Тук-тук… тук-тук… – поезд медленно набирал скорость, как бы не желая прощаться с родным вокзалом. Но делать нечего – он сам себе не хозяин и надо ехать на север. Надо везти людей.
Выехав за пределы города, состав прибавил ходу. Он уже не грустил, он знал, что чем быстрее приедет к месту назначения, тем скоре вернется назад, в родное депо.
В купе одного из вагонов сидели трое. Два взрослых: мужчина средних лет, примерно такого же возраста женщина и с ними маленький мальчик лет шести, их сын. Сомневаться в этом как-то не приходило в голову, достаточно было посадить рядом мужчину и мальчика – одно лицо. Разница между ними заключалась лишь в возрасте, росте и в том, что у старшего чуть вились волосы. Во всём остальном: и в сером цвете глаз, и в курносых носах, который у старшего был лишь чуть крупнее, и в ямочках на щеках, было ясно – это отец и сын.
Темноволосая, не лишенная привлекательности женщина была одета в простое летнее платье в горошек. Тёмно-зеленого цвета глаза на фоне чуть смугловатой кожи придавали ее лицу оттенок какой-то восточной загадочности. И хотя беглого взгляда было недостаточно, чтобы понять, что женщина с мальчиком – ближайшие родственники, что-то общее было в выражении их лиц. В обоих – некая сосредоточенность, задумчивость и грусть, но вместе с тем какое-то озорство и задор. Их было очень просто рассмешить. Достаточно было мужчине сказать что-либо шутливое или сделать гримасу на лице, как те, обнявшись, заходились звонким смехом. Это была семья. Средняя такая семья со своими бедами и радостями. Из таких вот семей и состоит основная часть населения нашей страны.
Они ехали на север. Папа обещал сыну познакомить его с бабушкой, то есть со своей мамой. Мальчику, правда пришлось долго объяснять, что «у ребёнков бывает две бабушки». Одна бабушка, любимая и на тот момент единственная, у него уже была. Она осталась дома со старшим братом мальчика. А эта бабушка, папина мама, была какая-то странная и непонятная. Она никогда к ним не приезжала. И, хотя папа ему и говорил, что она не может приехать, она живет там, откуда нельзя уехать, она может только звать нас к себе в гости, мальчик всё равно не понимал ничего. Почему так? Действительно, ну почему это она не может оттуда уехать? Она что, не хочет увидеть своего сына и внуков? Она, что ли, их не любит? Но когда мальчик задавал такие вопросы, его отец переставал веселиться, становился серьёзным, брал сигареты и куда-то уходил. А мама мальчика начинала ему показывать что-то красивое за окном.

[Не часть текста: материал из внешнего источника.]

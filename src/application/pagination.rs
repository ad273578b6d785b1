//! Page-number pagination shared by every feed.

use serde::Serialize;

/// What a caller asks for: a 1-based page number at a fixed page size.
#[derive(Debug, Clone, Copy, PartialEq, Eq, Hash)]
pub struct PageRequest {
    number: u32,
    size: u32,
}

impl PageRequest {
    /// Page numbers below 1 are treated as 1; a zero size is treated as 1.
    pub fn new(number: u32, size: u32) -> Self {
        Self {
            number: number.max(1),
            size: size.max(1),
        }
    }

    pub fn number(&self) -> u32 {
        self.number
    }

    pub fn size(&self) -> u32 {
        self.size
    }

    pub fn offset(&self) -> u64 {
        u64::from(self.number - 1) * u64::from(self.size)
    }

    pub fn limit(&self) -> u64 {
        u64::from(self.size)
    }
}

/// One page of results plus the totals needed to render a paginator.
#[derive(Debug, Clone, PartialEq, Serialize)]
pub struct Page<T> {
    pub items: Vec<T>,
    pub number: u32,
    pub page_size: u32,
    pub total: u64,
}

impl<T> Page<T> {
    pub fn new(items: Vec<T>, request: PageRequest, total: u64) -> Self {
        Self {
            items,
            number: request.number(),
            page_size: request.size(),
            total,
        }
    }

    /// Number of pages; an empty result still has one (empty) page.
    pub fn num_pages(&self) -> u32 {
        if self.total == 0 {
            return 1;
        }
        let size = u64::from(self.page_size.max(1));
        let pages = self.total.div_ceil(size);
        u32::try_from(pages).unwrap_or(u32::MAX)
    }

    pub fn has_next(&self) -> bool {
        self.number < self.num_pages()
    }

    pub fn has_previous(&self) -> bool {
        self.number > 1 && self.number <= self.num_pages()
    }

    pub fn next_number(&self) -> Option<u32> {
        self.has_next().then(|| self.number + 1)
    }

    pub fn previous_number(&self) -> Option<u32> {
        self.has_previous().then(|| self.number - 1)
    }

    pub fn is_empty(&self) -> bool {
        self.items.is_empty()
    }

    pub fn len(&self) -> usize {
        self.items.len()
    }

    pub fn map<U, F>(self, f: F) -> Page<U>
    where
        F: FnMut(T) -> U,
    {
        Page {
            items: self.items.into_iter().map(f).collect(),
            number: self.number,
            page_size: self.page_size,
            total: self.total,
        }
    }
}

/// Parse the `?page=` query value; anything unparsable falls back to page 1.
pub fn parse_page_number(raw: Option<&str>) -> u32 {
    raw.and_then(|value| value.trim().parse::<u32>().ok())
        .unwrap_or(1)
        .max(1)
}

#[cfg(test)]
mod tests {
    use super::*;

    fn page_of(count: usize, number: u32, size: u32, total: u64) -> Page<usize> {
        Page::new((0..count).collect(), PageRequest::new(number, size), total)
    }

    #[test]
    fn request_clamps_to_first_page() {
        let request = PageRequest::new(0, 10);
        assert_eq!(request.number(), 1);
        assert_eq!(request.offset(), 0);
    }

    #[test]
    fn request_offset_grows_with_page_number() {
        let request = PageRequest::new(3, 10);
        assert_eq!(request.offset(), 20);
        assert_eq!(request.limit(), 10);
    }

    #[test]
    fn thirteen_items_make_two_pages() {
        let first = page_of(10, 1, 10, 13);
        assert_eq!(first.num_pages(), 2);
        assert!(first.has_next());
        assert!(!first.has_previous());
        assert_eq!(first.next_number(), Some(2));

        let second = page_of(3, 2, 10, 13);
        assert!(!second.has_next());
        assert!(second.has_previous());
        assert_eq!(second.previous_number(), Some(1));
    }

    #[test]
    fn empty_result_has_single_page() {
        let page = page_of(0, 1, 10, 0);
        assert_eq!(page.num_pages(), 1);
        assert!(!page.has_next());
        assert!(!page.has_previous());
    }

    #[test]
    fn page_beyond_last_is_empty_without_next() {
        let page = page_of(0, 5, 10, 13);
        assert!(page.is_empty());
        assert!(!page.has_next());
        assert_eq!(page.previous_number(), None);
    }

    #[test]
    fn map_preserves_totals() {
        let page = page_of(3, 2, 10, 13).map(|value| value * 2);
        assert_eq!(page.items, vec![0, 2, 4]);
        assert_eq!(page.total, 13);
        assert_eq!(page.number, 2);
    }

    #[test]
    fn parse_page_number_falls_back_to_one() {
        assert_eq!(parse_page_number(None), 1);
        assert_eq!(parse_page_number(Some("abc")), 1);
        assert_eq!(parse_page_number(Some("0")), 1);
        assert_eq!(parse_page_number(Some(" 2 ")), 2);
    }
}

Приехали. Утром следующего дня они проснулись, попили чай и, собрав сумки, вышли на каком-то полустанке, где стоянка поезда была всего две минуты.
Долго шли проселочной дорогой, по обочинам которой рос удивительный, сказочный лес. Ветви больших деревьев накрывали сверху дорогу. Мальчику казалось, что это какая-то большая сказочная машина прорубила своим железным телом просеку в глухом лесу специально для него.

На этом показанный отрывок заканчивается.